The renaming of the Hunter West building would make students and faculty more aware of the role race plays in institutions and daily lives, according to Dr. Brown. “Lorde and her teachings are reflective of our community,” Dr. Brown said. “It will not only provide representation to all of us, but will also drive people to become curious, read more about her and her work. I’d like for people to take the learning and apply it in several personal contexts.”

Dr. Brown, along with students of Hunter’s presidential task force to advance racial equity and the student government, proposed the Audre Lorde initiative last fall but were faced with bureaucratic setbacks and the arduous process and expensive cost of renaming a building. “Buildings are usually named after donors who’ve contributed a significant amount of funds, and to rename the West building, we would have to convince everyone to get on board and raise money,” Kennedy, who posted the original petition, said. “Instead of having a building named after directions, we can have it named after Audre Lorde, someone who reflects community values.”

CUNY’s policy in naming a building, or part of a building, states two pathways for the Audre Lorde initiative. The first, namings designed to honor distinguished service with no financial gift, honors an individual that is determined by carefully weighing the individual’s high scholarship and/or distinguished service. The second, namings designed to recognize a significant financial contribution to the college, only occurs when a significant gift is received.
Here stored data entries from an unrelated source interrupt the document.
//! Error types for the ledger core
//!
//! This module defines all error types that can occur while mutating or
//! querying the ledger. Variants fall into three groups:
//!
//! - **Precondition failures** (insufficient funds, bad amounts,
//!   self-transfer, unknown rows): detected before any mutation, so the
//!   failed operation has no observable effect.
//! - **Race losses** (`AlreadyPaid`, `AlreadyClosed`): expected outcomes
//!   when two callers contend for the same EMI or loan. Callers should
//!   inform the user, not retry.
//! - **Fatal storage problems** (`StorageFailure`, `Io`): the unit of
//!   work could not commit; nothing was applied.

use crate::types::account::{AccountId, AccountStatus};
use crate::types::investment::InvestmentId;
use crate::types::loan::{LoanId, LoanStatus};
use rust_decimal::Decimal;
use thiserror::Error;

/// Main error type for the ledger core
///
/// Each variant carries enough context to diagnose the failure without
/// consulting the store again.
#[derive(Debug, Clone, PartialEq, Error)]
pub enum LedgerError {
    /// Amount was zero or negative
    #[error("Invalid amount {amount}: amounts must be positive")]
    InvalidAmount {
        /// The rejected amount
        amount: Decimal,
    },

    /// Debit would take the account balance below zero
    #[error(
        "Insufficient funds in account {account}: available {available}, requested {requested}"
    )]
    InsufficientFunds {
        account: AccountId,
        available: Decimal,
        requested: Decimal,
    },

    /// Transfer where sender and recipient are the same account
    #[error("Account {account} cannot transfer to itself")]
    SelfTransfer { account: AccountId },

    /// No account matched the lookup key
    #[error("No account found for {lookup}")]
    AccountNotFound {
        /// Human-readable description of the key that missed
        lookup: String,
    },

    /// The account exists but is not in `Active` status
    #[error("Account {account} is {status} and cannot transact")]
    AccountNotActive {
        account: AccountId,
        status: AccountStatus,
    },

    /// An identity field (phone, PAN, Aadhar) is already claimed by
    /// another account
    #[error("Duplicate {field}: '{value}' already belongs to an account")]
    DuplicateIdentity { field: String, value: String },

    /// An operation reference was already committed to the ledger
    ///
    /// This is the retry-detection handle of the engine: a caller that
    /// re-submits an operation with the same reference gets this error
    /// instead of a double posting.
    #[error("Ledger reference '{reference}' has already been used")]
    DuplicateReference { reference: String },

    /// No loan with this id
    #[error("No loan found with id {loan}")]
    LoanNotFound { loan: LoanId },

    /// Loan is not in the status the operation requires
    #[error("Loan {loan} is {actual}, expected {expected}")]
    InvalidLoanState {
        loan: LoanId,
        expected: LoanStatus,
        actual: LoanStatus,
    },

    /// Loan tenure outside the acceptable range
    #[error("Invalid tenure of {months} months")]
    InvalidTenure { months: u32 },

    /// No EMI with this number on the loan's schedule
    #[error("Loan {loan} has no EMI #{emi_number}")]
    EmiNotFound { loan: LoanId, emi_number: u32 },

    /// Lost a race: the EMI was paid by a concurrent caller
    #[error("EMI #{emi_number} of loan {loan} has already been paid")]
    AlreadyPaid { loan: LoanId, emi_number: u32 },

    /// Lost a race: the loan or investment was closed by a concurrent
    /// caller
    #[error("{entity} {id} is already closed")]
    AlreadyClosed {
        /// "loan" or "investment"
        entity: &'static str,
        id: u64,
    },

    /// No investment with this id
    #[error("No investment found with id {investment}")]
    InvestmentNotFound { investment: InvestmentId },

    /// Withdrawal larger than the investment's current value
    #[error(
        "Withdrawal of {requested} exceeds current value {current_value} of investment {investment}"
    )]
    ExceedsAvailableValue {
        investment: InvestmentId,
        current_value: Decimal,
        requested: Decimal,
    },

    /// Phone number is already verified
    #[error("Phone number of account {account} is already verified")]
    PhoneAlreadyVerified { account: AccountId },

    /// Account has no phone number to verify
    #[error("Account {account} has no phone number on file")]
    NoPhoneNumber { account: AccountId },

    /// Verification attempted without an outstanding challenge
    #[error("No verification code has been sent for account {account}")]
    NoVerificationPending { account: AccountId },

    /// Challenge code did not match
    #[error("Verification code for account {account} does not match")]
    InvalidVerificationCode { account: AccountId },

    /// Challenge code is past its validity window
    #[error("Verification code for account {account} has expired")]
    ExpiredVerificationCode { account: AccountId },

    /// The storage layer could not complete the unit of work
    #[error("Storage failure: {message}")]
    StorageFailure { message: String },

    /// I/O error while exporting a statement
    #[error("I/O error: {message}")]
    Io { message: String },
}

impl LedgerError {
    /// Create an `InvalidAmount` error
    pub fn invalid_amount(amount: Decimal) -> Self {
        LedgerError::InvalidAmount { amount }
    }

    /// Create an `InsufficientFunds` error
    pub fn insufficient_funds(account: AccountId, available: Decimal, requested: Decimal) -> Self {
        LedgerError::InsufficientFunds {
            account,
            available,
            requested,
        }
    }

    /// Create an `AccountNotFound` error from a lookup description
    pub fn account_not_found(lookup: impl Into<String>) -> Self {
        LedgerError::AccountNotFound {
            lookup: lookup.into(),
        }
    }

    /// Create a `DuplicateIdentity` error
    pub fn duplicate_identity(field: &str, value: &str) -> Self {
        LedgerError::DuplicateIdentity {
            field: field.to_string(),
            value: value.to_string(),
        }
    }

    /// Create a `DuplicateReference` error
    pub fn duplicate_reference(reference: &str) -> Self {
        LedgerError::DuplicateReference {
            reference: reference.to_string(),
        }
    }

    /// Create an `InvalidLoanState` error
    pub fn invalid_loan_state(loan: LoanId, expected: LoanStatus, actual: LoanStatus) -> Self {
        LedgerError::InvalidLoanState {
            loan,
            expected,
            actual,
        }
    }

    /// Create an `AlreadyClosed` error for a loan
    pub fn loan_closed(loan: LoanId) -> Self {
        LedgerError::AlreadyClosed {
            entity: "loan",
            id: loan,
        }
    }

    /// Create an `AlreadyClosed` error for an investment
    pub fn investment_closed(investment: InvestmentId) -> Self {
        LedgerError::AlreadyClosed {
            entity: "investment",
            id: investment,
        }
    }

    /// Create a `StorageFailure` error
    pub fn storage(message: impl Into<String>) -> Self {
        LedgerError::StorageFailure {
            message: message.into(),
        }
    }
}

impl From<std::io::Error> for LedgerError {
    fn from(error: std::io::Error) -> Self {
        LedgerError::Io {
            message: error.to_string(),
        }
    }
}

impl From<csv::Error> for LedgerError {
    fn from(error: csv::Error) -> Self {
        LedgerError::Io {
            message: error.to_string(),
        }
    }
}

// A poisoned row mutex means a writer panicked mid-operation; surface it
// as a storage failure rather than propagating the panic.
impl<T> From<std::sync::PoisonError<T>> for LedgerError {
    fn from(error: std::sync::PoisonError<T>) -> Self {
        LedgerError::StorageFailure {
            message: error.to_string(),
        }
    }
}

#[cfg(test)]
mod tests {
    use super::*;
    use rstest::rstest;
    use rust_decimal::Decimal;

    #[rstest]
    #[case::invalid_amount(
        LedgerError::invalid_amount(Decimal::new(-500, 2)),
        "Invalid amount -5.00: amounts must be positive"
    )]
    #[case::insufficient_funds(
        LedgerError::insufficient_funds(7, Decimal::new(5000, 2), Decimal::new(10000, 2)),
        "Insufficient funds in account 7: available 50.00, requested 100.00"
    )]
    #[case::self_transfer(
        LedgerError::SelfTransfer { account: 3 },
        "Account 3 cannot transfer to itself"
    )]
    #[case::account_not_found(
        LedgerError::account_not_found("phone +911234567890"),
        "No account found for phone +911234567890"
    )]
    #[case::duplicate_reference(
        LedgerError::duplicate_reference("EMI-1-4"),
        "Ledger reference 'EMI-1-4' has already been used"
    )]
    #[case::already_paid(
        LedgerError::AlreadyPaid { loan: 2, emi_number: 4 },
        "EMI #4 of loan 2 has already been paid"
    )]
    #[case::loan_closed(LedgerError::loan_closed(9), "loan 9 is already closed")]
    fn error_display(#[case] error: LedgerError, #[case] expected: &str) {
        assert_eq!(error.to_string(), expected);
    }

    #[test]
    fn io_error_converts() {
        let io_error = std::io::Error::new(std::io::ErrorKind::PermissionDenied, "denied");
        let error: LedgerError = io_error.into();
        assert!(matches!(error, LedgerError::Io { .. }));
    }

    #[test]
    fn poison_error_converts_to_storage_failure() {
        let poison = std::sync::PoisonError::new(());
        let error: LedgerError = poison.into();
        assert!(matches!(error, LedgerError::StorageFailure { .. }));
    }
}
In a letter to CUNY chancellor Félix Matos Rodríguez and Hunter president Jennifer Raab, African American educator and civil rights activist Angela Davis voiced her support for the Audre Lorde initiative, describing the importance in naming the West building after her. “For many, including myself, Hunter College is already defined in part by her presence there as a student and an instructor. In our minds the college and the person are inextricably connected,” said Davis, professor emerita University of California, Santa Cruz. “Among the many reasons to name a building after Audre Lorde, perhaps the most compelling one is that it would affirm and inspire Hunter students, whose own identities and life experiences, in one way or another, resemble Lorde’s.”

Raab did not directly respond to requests for comment on the renaming.

“The Presidential Taskforce to Advance Racial Equity has received multiple naming and acknowledgment requests and is establishing a process that is inclusive of students, staff, and faculty,” said a Hunter College spokesperson in a prepared statement.

While that process is being developed, Roosevelt House has a tribute to the writer underway. Through the series, the community gathers to advance and discuss the enduring power of her work, exploring Hunter’s Community Read “Sister Outsider” and celebrating other works by the distinguished poet and writer.

A senior student majoring in human biology and ally of the initiative, Onyekachi Okeke, maintains that the renaming is symbolic of changing times in our society, politically and socially. “I want to be able to see a reflection of an environment the Hunter community wants to live in and reject and decolonize what was previously taught,” Okeke said.

“I hope that people don’t forget a few months from now and continue working towards this positive action,” Okeke said. “The Audre Lorde Series will eventually end, but the renaming of the building will always be there.”